What you need to do: Return the entire listing, word for word.

____

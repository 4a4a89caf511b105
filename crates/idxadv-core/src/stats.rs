//! # Statistics for Cost-Based Planning
//!
//! Table and column statistics drive every cost decision the planner makes,
//! including whether a virtual index beats the access paths that already
//! exist. Virtual indexes carry no statistics of their own: an index path's
//! selectivity and row width are inferred from the statistics of the columns
//! it covers, so a synthetic index is costed with exactly the information a
//! real one would have.
//!
//! ## Selectivity heuristics
//!
//! - **Equality** (`col = value`): `1 / NDV`, assuming uniform distribution.
//! - **IN list** (`col IN (v1..vk)`): `k / NDV`, capped at 1.
//! - **Range** (`>`, `<`, `>=`, `<=`): fixed 1/3.
//! - **AND**: product of member selectivities (independence assumption).
//! - **OR**: inclusion-exclusion over member selectivities.
//! - **Unknown**: 0.1.
//!
//! ## Fixture loading
//!
//! Statistics snapshots can be loaded from JSON files; workloads are evaluated
//! against a fixed snapshot so that runs are reproducible.

use serde::{Deserialize, Serialize};
use std::collections::HashMap;
use std::path::Path;

/// Default selectivity when nothing better is known.
pub const DEFAULT_SELECTIVITY: f64 = 0.1;

/// Selectivity of a range predicate.
pub const RANGE_SELECTIVITY: f64 = 1.0 / 3.0;

/// Row width assumed for a column without statistics, in bytes.
pub const DEFAULT_COL_SIZE: f64 = 8.0;

/// Statistics for a relation.
#[derive(Debug, Clone, Serialize, Deserialize)]
pub struct Statistics {
    pub row_count: f64,
    pub column_stats: HashMap<String, ColumnStatistics>,
}

impl Statistics {
    pub fn new(row_count: f64) -> Self {
        Self {
            row_count,
            column_stats: HashMap::new(),
        }
    }

    pub fn with_column(mut self, name: impl Into<String>, stats: ColumnStatistics) -> Self {
        self.column_stats.insert(name.into().to_lowercase(), stats);
        self
    }

    pub fn column(&self, lowered: &str) -> Option<&ColumnStatistics> {
        self.column_stats.get(lowered)
    }

    /// NDV of a column, defaulting to the row count (all-distinct) when the
    /// column has no statistics.
    pub fn ndv(&self, lowered: &str) -> f64 {
        self.column(lowered)
            .map(|c| c.distinct_count)
            .unwrap_or(self.row_count)
            .max(1.0)
    }

    /// Average value size of a column in bytes.
    pub fn col_size(&self, lowered: &str) -> f64 {
        self.column(lowered)
            .map(|c| c.avg_size)
            .unwrap_or(DEFAULT_COL_SIZE)
    }
}

/// Per-column statistics, typically gathered by ANALYZE.
#[derive(Debug, Clone, Serialize, Deserialize)]
pub struct ColumnStatistics {
    /// Number of distinct values. Equality selectivity is `1 / NDV`.
    pub distinct_count: f64,
    /// Fraction of rows that are NULL, in [0, 1].
    pub null_fraction: f64,
    /// Average size of a value in bytes.
    pub avg_size: f64,
    /// Optional equi-depth histogram for range estimation.
    pub histogram: Option<Histogram>,
}

impl ColumnStatistics {
    pub fn new(distinct_count: f64) -> Self {
        Self {
            distinct_count,
            null_fraction: 0.0,
            avg_size: DEFAULT_COL_SIZE,
            histogram: None,
        }
    }

    pub fn with_avg_size(mut self, avg_size: f64) -> Self {
        self.avg_size = avg_size;
        self
    }
}

/// Equi-depth histogram. Each bucket holds roughly the same number of rows.
#[derive(Debug, Clone, Serialize, Deserialize)]
pub struct Histogram {
    pub buckets: Vec<HistogramBucket>,
}

#[derive(Debug, Clone, Serialize, Deserialize)]
pub struct HistogramBucket {
    pub lower: f64,
    pub upper: f64,
    pub count: f64,
    pub distinct: f64,
}

/// Selectivity of `col = const`.
pub fn equality_selectivity(stats: &Statistics, col: &str) -> f64 {
    match stats.column(col) {
        Some(cs) => 1.0 / cs.distinct_count.max(1.0),
        None => DEFAULT_SELECTIVITY,
    }
}

/// Selectivity of `col IN (v1..vk)`.
pub fn in_list_selectivity(stats: &Statistics, col: &str, k: usize) -> f64 {
    (k as f64 * equality_selectivity(stats, col)).min(1.0)
}

/// On-disk form of a statistics snapshot for one table.
#[derive(Debug, Clone, Serialize, Deserialize)]
pub struct TableStatsFile {
    pub table: String,
    pub row_count: f64,
    #[serde(default)]
    pub columns: HashMap<String, ColumnStatsEntry>,
}

#[derive(Debug, Clone, Serialize, Deserialize)]
pub struct ColumnStatsEntry {
    pub distinct_count: f64,
    #[serde(default)]
    pub null_fraction: f64,
    #[serde(default = "default_avg_size")]
    pub avg_size: f64,
}

fn default_avg_size() -> f64 {
    DEFAULT_COL_SIZE
}

/// Load a statistics snapshot from a JSON file, returning the table name it
/// applies to and the decoded statistics.
pub fn load_stats_json(path: &Path) -> std::io::Result<(String, Statistics)> {
    let bytes = std::fs::read(path)?;
    let file: TableStatsFile = serde_json::from_slice(&bytes)
        .map_err(|e| std::io::Error::new(std::io::ErrorKind::InvalidData, e))?;
    let mut stats = Statistics::new(file.row_count);
    for (name, entry) in file.columns {
        stats.column_stats.insert(
            name.to_lowercase(),
            ColumnStatistics {
                distinct_count: entry.distinct_count,
                null_fraction: entry.null_fraction,
                avg_size: entry.avg_size,
                histogram: None,
            },
        );
    }
    Ok((file.table, stats))
}

#[cfg(test)]
mod tests {
    use super::*;

    fn sample() -> Statistics {
        Statistics::new(100.0)
            .with_column("a", ColumnStatistics::new(100.0))
            .with_column("b", ColumnStatistics::new(10.0))
    }

    #[test]
    fn test_equality_selectivity_uses_ndv() {
        let s = sample();
        assert_eq!(equality_selectivity(&s, "a"), 0.01);
        assert_eq!(equality_selectivity(&s, "b"), 0.1);
        assert_eq!(equality_selectivity(&s, "missing"), DEFAULT_SELECTIVITY);
    }

    #[test]
    fn test_in_list_selectivity_caps_at_one() {
        let s = sample();
        assert_eq!(in_list_selectivity(&s, "b", 3), 0.3);
        assert_eq!(in_list_selectivity(&s, "b", 100), 1.0);
    }

    #[test]
    fn test_load_stats_json_roundtrip() {
        let dir = tempfile::tempdir().unwrap();
        let path = dir.path().join("t.json");
        std::fs::write(
            &path,
            r#"{
                "table": "t",
                "row_count": 32,
                "columns": {
                    "E": { "distinct_count": 4 },
                    "c": { "distinct_count": 16, "avg_size": 24 }
                }
            }"#,
        )
        .unwrap();
        let (table, stats) = load_stats_json(&path).unwrap();
        assert_eq!(table, "t");
        assert_eq!(stats.row_count, 32.0);
        assert_eq!(stats.ndv("e"), 4.0);
        assert_eq!(stats.col_size("c"), 24.0);
    }
}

____

Result:
repository 4a4a89caf511b105
filename crates/idxadv-core/src/stats.rs
//! # Statistics for Cost-Based Planning
//!
//! Table and column statistics drive every cost decision the planner makes,
//! including whether a virtual index beats the access paths that already
//! exist. Virtual indexes carry no statistics of their own: an index path's
//! selectivity and row width are inferred from the statistics of the columns
//! it covers, so a synthetic index is costed with exactly the information a
//! real one would have.
//!
//! ## Selectivity heuristics
//!
//! - **Equality** (`col = value`): `1 / NDV`, assuming uniform distribution.
//! - **IN list** (`col IN (v1..vk)`): `k / NDV`, capped at 1.
//! - **Range** (`>`, `<`, `>=`, `<=`): fixed 1/3.
//! - **AND**: product of member selectivities (independence assumption).
//! - **OR**: inclusion-exclusion over member selectivities.
//! - **Unknown**: 0.1.
//!
//! ## Fixture loading
//!
//! Statistics snapshots can be loaded from JSON files; workloads are evaluated
//! against a fixed snapshot so that runs are reproducible.

use serde::{Deserialize, Serialize};
use std::collections::HashMap;
use std::path::Path;

/// Default selectivity when nothing better is known.
pub const DEFAULT_SELECTIVITY: f64 = 0.1;

/// Selectivity of a range predicate.
pub const RANGE_SELECTIVITY: f64 = 1.0 / 3.0;

/// Row width assumed for a column without statistics, in bytes.
pub const DEFAULT_COL_SIZE: f64 = 8.0;

/// Statistics for a relation.
#[derive(Debug, Clone, Serialize, Deserialize)]
pub struct Statistics {
    pub row_count: f64,
    pub column_stats: HashMap<String, ColumnStatistics>,
}

impl Statistics {
    pub fn new(row_count: f64) -> Self {
        Self {
            row_count,
            column_stats: HashMap::new(),
        }
    }

    pub fn with_column(mut self, name: impl Into<String>, stats: ColumnStatistics) -> Self {
        self.column_stats.insert(name.into().to_lowercase(), stats);
        self
    }

    pub fn column(&self, lowered: &str) -> Option<&ColumnStatistics> {
        self.column_stats.get(lowered)
    }

    /// NDV of a column, defaulting to the row count (all-distinct) when the
    /// column has no statistics.
    pub fn ndv(&self, lowered: &str) -> f64 {
        self.column(lowered)
            .map(|c| c.distinct_count)
            .unwrap_or(self.row_count)
            .max(1.0)
    }

    /// Average value size of a column in bytes.
    pub fn col_size(&self, lowered: &str) -> f64 {
        self.column(lowered)
            .map(|c| c.avg_size)
            .unwrap_or(DEFAULT_COL_SIZE)
    }
}

/// Per-column statistics, typically gathered by ANALYZE.
#[derive(Debug, Clone, Serialize, Deserialize)]
pub struct ColumnStatistics {
    /// Number of distinct values. Equality selectivity is `1 / NDV`.
    pub distinct_count: f64,
    /// Fraction of rows that are NULL, in [0, 1].
    pub null_fraction: f64,
    /// Average size of a value in bytes.
    pub avg_size: f64,
    /// Optional equi-depth histogram for range estimation.
    pub histogram: Option<Histogram>,
}

impl ColumnStatistics {
    pub fn new(distinct_count: f64) -> Self {
        Self {
            distinct_count,
            null_fraction: 0.0,
            avg_size: DEFAULT_COL_SIZE,
            histogram: None,
        }
    }

    pub fn with_avg_size(mut self, avg_size: f64) -> Self {
        self.avg_size = avg_size;
        self
    }
}

/// Equi-depth histogram. Each bucket holds roughly the same number of rows.
#[derive(Debug, Clone, Serialize, Deserialize)]
pub struct Histogram {
    pub buckets: Vec<HistogramBucket>,
}

#[derive(Debug, Clone, Serialize, Deserialize)]
pub struct HistogramBucket {
    pub lower: f64,
    pub upper: f64,
    pub count: f64,
    pub distinct: f64,
}

/// Selectivity of `col = const`.
pub fn equality_selectivity(stats: &Statistics, col: &str) -> f64 {
    match stats.column(col) {
        Some(cs) => 1.0 / cs.distinct_count.max(1.0),
        None => DEFAULT_SELECTIVITY,
    }
}

/// Selectivity of `col IN (v1..vk)`.
pub fn in_list_selectivity(stats: &Statistics, col: &str, k: usize) -> f64 {
    (k as f64 * equality_selectivity(stats, col)).min(1.0)
}

/// On-disk form of a statistics snapshot for one table.
#[derive(Debug, Clone, Serialize, Deserialize)]
pub struct TableStatsFile {
    pub table: String,
    pub row_count: f64,
    #[serde(default)]
    pub columns: HashMap<String, ColumnStatsEntry>,
}

#[derive(Debug, Clone, Serialize, Deserialize)]
pub struct ColumnStatsEntry {
    pub distinct_count: f64,
    #[serde(default)]
    pub null_fraction: f64,
    #[serde(default = "default_avg_size")]
    pub avg_size: f64,
}

fn default_avg_size() -> f64 {
    DEFAULT_COL_SIZE
}

/// Load a statistics snapshot from a JSON file, returning the table name it
/// applies to and the decoded statistics.
pub fn load_stats_json(path: &Path) -> std::io::Result<(String, Statistics)> {
    let bytes = std::fs::read(path)?;
    let file: TableStatsFile = serde_json::from_slice(&bytes)
        .map_err(|e| std::io::Error::new(std::io::ErrorKind::InvalidData, e))?;
    let mut stats = Statistics::new(file.row_count);
    for (name, entry) in file.columns {
        stats.column_stats.insert(
            name.to_lowercase(),
            ColumnStatistics {
                distinct_count: entry.distinct_count,
                null_fraction: entry.null_fraction,
                avg_size: entry.avg_size,
                histogram: None,
            },
        );
    }
    Ok((file.table, stats))
}

#[cfg(test)]
mod tests {
    use super::*;

    fn sample() -> Statistics {
        Statistics::new(100.0)
            .with_column("a", ColumnStatistics::new(100.0))
            .with_column("b", ColumnStatistics::new(10.0))
    }

    #[test]
    fn test_equality_selectivity_uses_ndv() {
        let s = sample();
        assert_eq!(equality_selectivity(&s, "a"), 0.01);
        assert_eq!(equality_selectivity(&s, "b"), 0.1);
        assert_eq!(equality_selectivity(&s, "missing"), DEFAULT_SELECTIVITY);
    }

    #[test]
    fn test_in_list_selectivity_caps_at_one() {
        let s = sample();
        assert_eq!(in_list_selectivity(&s, "b", 3), 0.3);
        assert_eq!(in_list_selectivity(&s, "b", 100), 1.0);
    }

    #[test]
    fn test_load_stats_json_roundtrip() {
        let dir = tempfile::tempdir().unwrap();
        let path = dir.path().join("t.json");
        std::fs::write(
            &path,
            r#"{
                "table": "t",
                "row_count": 32,
                "columns": {
                    "E": { "distinct_count": 4 },
                    "c": { "distinct_count": 16, "avg_size": 24 }
                }
            }"#,
        )
        .unwrap();
        let (table, stats) = load_stats_json(&path).unwrap();
        assert_eq!(table, "t");
        assert_eq!(stats.row_count, 32.0);
        assert_eq!(stats.ndv("e"), 4.0);
        assert_eq!(stats.col_size("c"), 24.0);
    }
}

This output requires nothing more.